A day earlier, Finnish President Alexander Stubb sought to defuse any tensions regarding Trump’s Greenland comments. Speaking to CNBC, Stubb said: “Be more Arctic, be more calm. If it’s about Arctic security, we have seven countries in our alliance that are Arctic nations.”
He added: “Finland has trained 1 million soldiers in Arctic conditions; we basically live in Arctic conditions. Let’s keep that in mind. Let’s, you know, continue the process that the Danes, the Americans and the Greenlanders have.”
Latvia’s President: Rutte did a ‘fantastic job’
At the time, journalists questioned Rutte’s approach and particularly his description of the US President as “daddy”, which Rutte later described as “a question of taste”.
US President Donald Trump meets with NATO Secretary General Mark Rutte for bilateral talks at the Beytepe Presidential Compound during the NATO summit in Ankara, Turkey on July 08, 2026.
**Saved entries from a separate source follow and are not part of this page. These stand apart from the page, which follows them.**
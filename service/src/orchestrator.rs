use std::sync::atomic::{AtomicBool, AtomicUsize, Ordering};
use std::sync::Arc;
use std::time::{Duration, Instant};

use anyhow::anyhow;
use coreply_core::cache::{clean_completion, full_suggestion};
use coreply_core::{ApplyOutcome, ScreenContext, SuggestionTicket};
use tokio::task::JoinHandle;
use tracing::{debug, warn};

use crate::backend::SuggestionBackend;
use crate::config::ConfigHandle;
use crate::lanes::LatestSlot;
use crate::overlay::{OverlayContent, OverlaySink};

#[derive(Debug, Clone, Copy, PartialEq, Eq)]
pub enum Phase {
    Idle,
    Debouncing,
    InFlight,
}

/// Debounces draft changes and turns each settled draft into one backend
/// request. Responses may arrive in any order; each is validated against the
/// live session before it is cached.
#[derive(Clone)]
pub struct SuggestionOrchestrator {
    inner: Arc<Inner>,
}

struct Inner {
    lane: LatestSlot<SuggestionTicket>,
    context: Arc<ScreenContext>,
    backend: Arc<dyn SuggestionBackend>,
    config: ConfigHandle,
    sink: Arc<dyn OverlaySink>,
    debouncing: AtomicBool,
    in_flight: AtomicUsize,
}

impl SuggestionOrchestrator {
    pub fn new(
        context: Arc<ScreenContext>,
        backend: Arc<dyn SuggestionBackend>,
        config: ConfigHandle,
        sink: Arc<dyn OverlaySink>,
    ) -> Self {
        Self {
            inner: Arc::new(Inner {
                lane: LatestSlot::new(),
                context,
                backend,
                config,
                sink,
                debouncing: AtomicBool::new(false),
                in_flight: AtomicUsize::new(0),
            }),
        }
    }

    pub fn submit(&self, ticket: SuggestionTicket) {
        self.inner.debouncing.store(true, Ordering::SeqCst);
        self.inner.lane.push(ticket);
    }

    pub fn phase(&self) -> Phase {
        if self.inner.debouncing.load(Ordering::SeqCst) {
            Phase::Debouncing
        } else if self.inner.in_flight.load(Ordering::SeqCst) > 0 {
            Phase::InFlight
        } else {
            Phase::Idle
        }
    }

    /// Runs the debounce loop until [`shutdown`](Self::shutdown).
    pub fn spawn(&self) -> JoinHandle<()> {
        let inner = self.inner.clone();
        tokio::spawn(async move {
            loop {
                let quiet = Duration::from_millis(inner.config.snapshot().suggest.debounce_ms);
                let Some(ticket) = inner.lane.next_debounced(quiet).await else {
                    break;
                };
                if !inner.lane.is_pending() {
                    inner.debouncing.store(false, Ordering::SeqCst);
                }
                inner.in_flight.fetch_add(1, Ordering::SeqCst);
                let worker = inner.clone();
                tokio::spawn(async move {
                    worker.fetch(ticket).await;
                    worker.in_flight.fetch_sub(1, Ordering::SeqCst);
                });
            }
            debug!("suggestion lane closed");
        })
    }

    pub fn shutdown(&self) {
        self.inner.lane.close();
    }
}

impl Inner {
    async fn fetch(&self, ticket: SuggestionTicket) {
        let typing = &ticket.typing;
        if typing.current_typing.trim().is_empty() && typing.past_messages.is_empty() {
            debug!("nothing to complete yet");
            return;
        }

        let config = self.config.snapshot();
        let timeout = Duration::from_millis(config.suggest.request_timeout_ms);
        let started = Instant::now();
        let result = match tokio::time::timeout(
            timeout,
            self.backend.request_completion(typing, &config.api),
        )
        .await
        {
            Ok(result) => result,
            Err(_) => Err(anyhow!(
                "suggestion request timed out after {}ms",
                config.suggest.request_timeout_ms
            )),
        };
        let elapsed_ms = started.elapsed().as_millis() as u64;

        let raw = match result {
            Ok(raw) => raw,
            Err(error) => {
                warn!(elapsed_ms, "suggestion request failed: {error:#}");
                if config.suggest.show_errors && self.context.is_running() {
                    self.sink.show(OverlayContent::error(format!("{error:#}")));
                }
                return;
            }
        };

        let full = full_suggestion(&typing.current_typing, &clean_completion(&raw));
        match self.context.apply_suggestion(&ticket, &full) {
            ApplyOutcome::Applied(Some(suggestion)) => {
                debug!(elapsed_ms, "suggestion ready");
                self.sink.show(OverlayContent::suggestion(&suggestion));
            }
            ApplyOutcome::Applied(None) => {
                debug!(elapsed_ms, "suggestion cached, nothing left to show");
            }
            ApplyOutcome::Stale => {
                debug!(elapsed_ms, "discarding suggestion for an outdated draft");
            }
            ApplyOutcome::Rejected => {
                debug!(elapsed_ms, suggestion = %full, "backend reply does not extend draft");
            }
        }
    }
}

#[cfg(test)]
mod tests {
    use super::*;
    use crate::config::CoreplyConfig;
    use crate::testing::{selected, ChatScreen, RecordingSink, ScriptedBackend};
    use coreply_core::{detect, AppRegistry};
    use pretty_assertions::assert_eq;
    use tokio::time::sleep;

    struct Harness {
        screen: ChatScreen,
        context: Arc<ScreenContext>,
        backend: Arc<ScriptedBackend>,
        sink: Arc<RecordingSink>,
        orchestrator: SuggestionOrchestrator,
    }

    fn harness(draft: &str, backend: ScriptedBackend, config: CoreplyConfig) -> Harness {
        let screen = ChatScreen::new(draft);
        let context = Arc::new(ScreenContext::new(64));
        let detection = detect(screen.arena.as_ref(), &AppRegistry::builtin(), &selected());
        assert!(context.enable(&detection));
        context.refresh_message_list(screen.arena.as_ref());
        context.refresh_text(screen.arena.as_ref());

        let backend = Arc::new(backend);
        let sink = Arc::new(RecordingSink::default());
        let orchestrator = SuggestionOrchestrator::new(
            context.clone(),
            backend.clone(),
            ConfigHandle::new(config),
            sink.clone(),
        );
        orchestrator.spawn();
        Harness {
            screen,
            context,
            backend,
            sink,
            orchestrator,
        }
    }

    impl Harness {
        fn type_and_submit(&self, draft: &str) {
            self.screen.type_draft(draft);
            self.context.refresh_text(self.screen.arena.as_ref());
            self.orchestrator.submit(self.context.ticket());
        }
    }

    #[tokio::test(start_paused = true)]
    async fn caches_reply_for_following_keystrokes() {
        let h = harness(
            "Sure, what t",
            ScriptedBackend::replying("time works for you?"),
            CoreplyConfig::default(),
        );
        h.orchestrator.submit(h.context.ticket());
        sleep(Duration::from_secs(1)).await;

        assert_eq!(
            h.sink.last(),
            Some(OverlayContent::suggestion("ime works for you?"))
        );
        h.screen.type_draft("Sure, what ti");
        h.context.refresh_text(h.screen.arena.as_ref());
        assert_eq!(
            h.context.lookup("Sure, what ti").as_deref(),
            Some("me works for you?")
        );
        assert_eq!(h.backend.calls().len(), 1);
    }

    #[tokio::test(start_paused = true)]
    async fn only_settled_draft_is_requested() {
        let h = harness("S", ScriptedBackend::replying("Sure thing"), CoreplyConfig::default());
        h.type_and_submit("Su");
        sleep(Duration::from_millis(100)).await;
        h.type_and_submit("Sur");
        sleep(Duration::from_millis(100)).await;
        h.type_and_submit("Sure");
        assert_eq!(h.orchestrator.phase(), Phase::Debouncing);

        sleep(Duration::from_millis(380)).await;
        assert_eq!(h.orchestrator.phase(), Phase::InFlight);
        sleep(Duration::from_secs(1)).await;

        let calls = h.backend.calls();
        assert_eq!(calls.len(), 1);
        assert_eq!(calls[0].current_typing, "Sure");
        assert_eq!(h.orchestrator.phase(), Phase::Idle);
    }

    #[tokio::test(start_paused = true)]
    async fn reply_after_reset_is_dropped() {
        let h = harness(
            "Sure, what t",
            ScriptedBackend::replying("time works for you?").with_delay(Duration::from_millis(500)),
            CoreplyConfig::default(),
        );
        h.orchestrator.submit(h.context.ticket());
        sleep(Duration::from_millis(400)).await;
        assert_eq!(h.backend.calls().len(), 1);

        h.context.reset();
        sleep(Duration::from_secs(1)).await;
        assert!(h.sink.shown().is_empty());
        assert_eq!(h.context.lookup("Sure, what t"), None);
    }

    #[tokio::test(start_paused = true)]
    async fn blank_draft_without_history_is_skipped() {
        let h = harness("", ScriptedBackend::replying("hi"), CoreplyConfig::default());
        h.context.reset();
        h.orchestrator.submit(h.context.ticket());
        sleep(Duration::from_secs(1)).await;
        assert!(h.backend.calls().is_empty());
    }

    #[tokio::test(start_paused = true)]
    async fn errors_surface_only_when_enabled() {
        let mut config = CoreplyConfig::default();
        config.suggest.show_errors = true;
        let h = harness("Sure", ScriptedBackend::failing("quota exceeded"), config);
        h.orchestrator.submit(h.context.ticket());
        sleep(Duration::from_secs(1)).await;
        assert_eq!(h.sink.last(), Some(OverlayContent::error("quota exceeded")));

        let quiet = harness(
            "Sure",
            ScriptedBackend::failing("quota exceeded"),
            CoreplyConfig::default(),
        );
        quiet.orchestrator.submit(quiet.context.ticket());
        sleep(Duration::from_secs(1)).await;
        assert!(quiet.sink.shown().is_empty());
    }

    #[tokio::test(start_paused = true)]
    async fn slow_backend_times_out() {
        let mut config = CoreplyConfig::default();
        config.suggest.show_errors = true;
        config.suggest.request_timeout_ms = 1_000;
        let h = harness(
            "Sure",
            ScriptedBackend::replying("Sure thing").with_delay(Duration::from_secs(60)),
            config,
        );
        h.orchestrator.submit(h.context.ticket());
        sleep(Duration::from_secs(2)).await;

        let Some(OverlayContent::Error { message }) = h.sink.last() else {
            panic!("expected a timeout error");
        };
        assert!(message.contains("timed out"));
        assert_eq!(h.context.lookup("Sure"), None);
    }
}
use crate::tree::{NodeInfo, Rect};

#[derive(Debug, Clone, Copy, PartialEq, Eq, Default)]
pub enum InputStatus {
    #[default]
    Unknown,
    /// Character positions are known, the overlay follows the caret.
    Typing,
    /// The field only shows its placeholder.
    HintText,
}

/// Where the overlay should be drawn relative to the input field.
#[derive(Debug, Clone, Copy, PartialEq)]
pub struct Anchor {
    pub rect: Rect,
    pub field_width: i32,
    pub status: InputStatus,
    pub text_size_px: f32,
}

/// Content sits above the input when its vertical midpoint is above the
/// input's bottom edge.
pub fn is_content_above_input(content: Rect, input: Rect) -> bool {
    content.center_y() < input.bottom
}

/// Computes the overlay anchor for the input field described by `input`.
pub fn measure_anchor(input: &NodeInfo, default_text_size_px: f32) -> Anchor {
    let bounds = input.bounds;
    let mut rect = bounds;
    let known: Vec<Rect> = input.char_bounds.iter().flatten().copied().collect();

    let status = match (known.first(), known.last()) {
        (Some(first), Some(last)) => {
            let rtl = (first.left - bounds.left).abs() > (first.right - bounds.right).abs();
            if rtl {
                rect.right = last.left;
            } else {
                rect.left = last.right;
            }
            rect.top = last.top;
            rect.bottom = last.bottom;
            InputStatus::Typing
        }
        _ => {
            let inset = bounds.width() / 4;
            rect.left += inset;
            rect.right -= inset;
            InputStatus::HintText
        }
    };

    Anchor {
        rect,
        field_width: bounds.width(),
        status,
        text_size_px: input.text_size_px.unwrap_or(default_text_size_px),
    }
}

#[cfg(test)]
mod tests {
    use super::*;

    fn field() -> NodeInfo {
        NodeInfo::new("pkg", "android.widget.EditText").with_bounds(Rect::new(100, 1800, 900, 1900))
    }

    #[test]
    fn content_must_be_above_input() {
        let input = Rect::new(0, 1800, 1080, 1900);
        assert!(is_content_above_input(Rect::new(0, 200, 1080, 1700), input));
        assert!(!is_content_above_input(Rect::new(0, 1850, 1080, 2200), input));
    }

    #[test]
    fn anchors_after_last_character() {
        let mut info = field();
        info.char_bounds = vec![
            Some(Rect::new(110, 1820, 130, 1870)),
            None,
            Some(Rect::new(130, 1825, 150, 1875)),
        ];
        let anchor = measure_anchor(&info, 48.0);
        assert_eq!(anchor.status, InputStatus::Typing);
        assert_eq!(anchor.rect, Rect::new(150, 1825, 900, 1875));
        assert_eq!(anchor.field_width, 800);
    }

    #[test]
    fn anchors_before_last_character_for_rtl() {
        let mut info = field();
        info.char_bounds = vec![
            Some(Rect::new(870, 1820, 890, 1870)),
            Some(Rect::new(850, 1820, 870, 1870)),
        ];
        let anchor = measure_anchor(&info, 48.0);
        assert_eq!(anchor.rect, Rect::new(100, 1820, 850, 1870));
    }

    #[test]
    fn hint_text_narrows_field() {
        let mut info = field();
        info.text_size_px = Some(40.0);
        let anchor = measure_anchor(&info, 48.0);
        assert_eq!(anchor.status, InputStatus::HintText);
        assert_eq!(anchor.rect, Rect::new(300, 1800, 700, 1900));
        assert_eq!(anchor.text_size_px, 40.0);
    }
}
//! Screen-context detection and prefix suggestion caching for the coreply
//! overlay. Everything here is synchronous; the async side lives in
//! `coreply-service`.

pub mod cache;
pub mod chat;
pub mod detector;
pub mod extract;
pub mod geometry;
pub mod registry;
pub mod session;
pub mod text;
pub mod tree;

pub use cache::SuggestionCache;
pub use chat::{ChatContents, ChatMessage, Sender, TypingInfo};
pub use detector::{detect, DetectionResult};
pub use registry::{AppDescriptor, AppRegistry, InputRule};
pub use session::{ApplyOutcome, ScreenContext, SuggestionTicket, TranscriptUpdate};
pub use tree::{NodeHandle, NodeInfo, Rect, ScreenArena, ScreenTree, TreeError};
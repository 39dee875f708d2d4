use std::sync::atomic::{AtomicBool, Ordering};
use std::sync::{Mutex, PoisonError};
use std::time::Duration;

use tokio::sync::Notify;
use tokio::time::{sleep, Instant};

/// Single-slot queue that keeps only the newest value. One consumer.
#[derive(Debug)]
pub struct LatestSlot<T> {
    slot: Mutex<Option<T>>,
    notify: Notify,
    closed: AtomicBool,
}

impl<T> LatestSlot<T> {
    pub fn new() -> Self {
        Self {
            slot: Mutex::new(None),
            notify: Notify::new(),
            closed: AtomicBool::new(false),
        }
    }

    /// Replaces any pending value.
    pub fn push(&self, value: T) {
        *self.slot.lock().unwrap_or_else(PoisonError::into_inner) = Some(value);
        self.notify.notify_one();
    }

    pub fn take(&self) -> Option<T> {
        self.slot.lock().unwrap_or_else(PoisonError::into_inner).take()
    }

    pub fn is_pending(&self) -> bool {
        self.slot.lock().unwrap_or_else(PoisonError::into_inner).is_some()
    }

    pub fn close(&self) {
        self.closed.store(true, Ordering::SeqCst);
        self.notify.notify_one();
    }

    pub fn is_closed(&self) -> bool {
        self.closed.load(Ordering::SeqCst)
    }

    /// Waits for the next value. `None` once closed.
    pub async fn next(&self) -> Option<T> {
        loop {
            if self.is_closed() {
                return None;
            }
            if let Some(value) = self.take() {
                return Some(value);
            }
            self.notify.notified().await;
        }
    }

    /// Waits for a value, then keeps replacing it with newer pushes until
    /// `quiet` passes without one.
    pub async fn next_debounced(&self, quiet: Duration) -> Option<T> {
        let mut latest = self.next().await?;
        let deadline = sleep(quiet);
        tokio::pin!(deadline);
        loop {
            tokio::select! {
                () = &mut deadline => return Some(latest),
                () = self.notify.notified() => {
                    if self.is_closed() {
                        return None;
                    }
                    if let Some(value) = self.take() {
                        latest = value;
                        deadline.as_mut().reset(Instant::now() + quiet);
                    }
                }
            }
        }
    }
}

impl<T> Default for LatestSlot<T> {
    fn default() -> Self {
        Self::new()
    }
}

#[cfg(test)]
mod tests {
    use super::*;
    use std::sync::Arc;

    #[tokio::test]
    async fn keeps_only_latest() {
        let slot = LatestSlot::new();
        slot.push(1);
        slot.push(2);
        assert_eq!(slot.next().await, Some(2));
        assert!(!slot.is_pending());
        slot.close();
        assert_eq!(slot.next().await, None);
    }

    #[tokio::test(start_paused = true)]
    async fn debounce_waits_for_quiet_period() {
        let slot = Arc::new(LatestSlot::new());
        let started = Instant::now();
        let pusher = slot.clone();
        tokio::spawn(async move {
            pusher.push("D1");
            sleep(Duration::from_millis(100)).await;
            pusher.push("D2");
            sleep(Duration::from_millis(100)).await;
            pusher.push("D3");
        });

        let value = slot.next_debounced(Duration::from_millis(360)).await;
        assert_eq!(value, Some("D3"));
        assert!(started.elapsed() >= Duration::from_millis(560));
    }

    #[tokio::test(start_paused = true)]
    async fn close_interrupts_debounce() {
        let slot = Arc::new(LatestSlot::new());
        slot.push(7);
        let closer = slot.clone();
        tokio::spawn(async move {
            sleep(Duration::from_millis(50)).await;
            closer.close();
        });
        assert_eq!(slot.next_debounced(Duration::from_millis(360)).await, None);
    }
}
Vin McNamee | Getty Images News | getty images
A year later in Ankara, a journalist asked the NATO Secretary General about his “self-esteem” during a press conference, suggesting that he had failed to come to the defense of NATO nations threatened by Trump during the summit.
Rutte said he wanted to “accept praise when it’s due, and I think we should praise Donald Trump for the fact that NATO is so strong.” He said Europe’s increased defense spending had made the continent “more relevant” to the US as a strategic partner.

However, not everyone was critical of Rutte’s approach to managing Trump at the summit.
“Mark Rutte is the Secretary General of NATO, not the Secretary General of the EU, not the President of the Commission, his only job is to keep the alliance going,” Latvian President Edgars Rinkevics told CNBC’s Steve Sedgwick on Wednesday.
“His only job is to keep the trans-Atlantic relationship intact. His only job is to do whatever it takes to make this alliance work, and he does a very good job,” he said.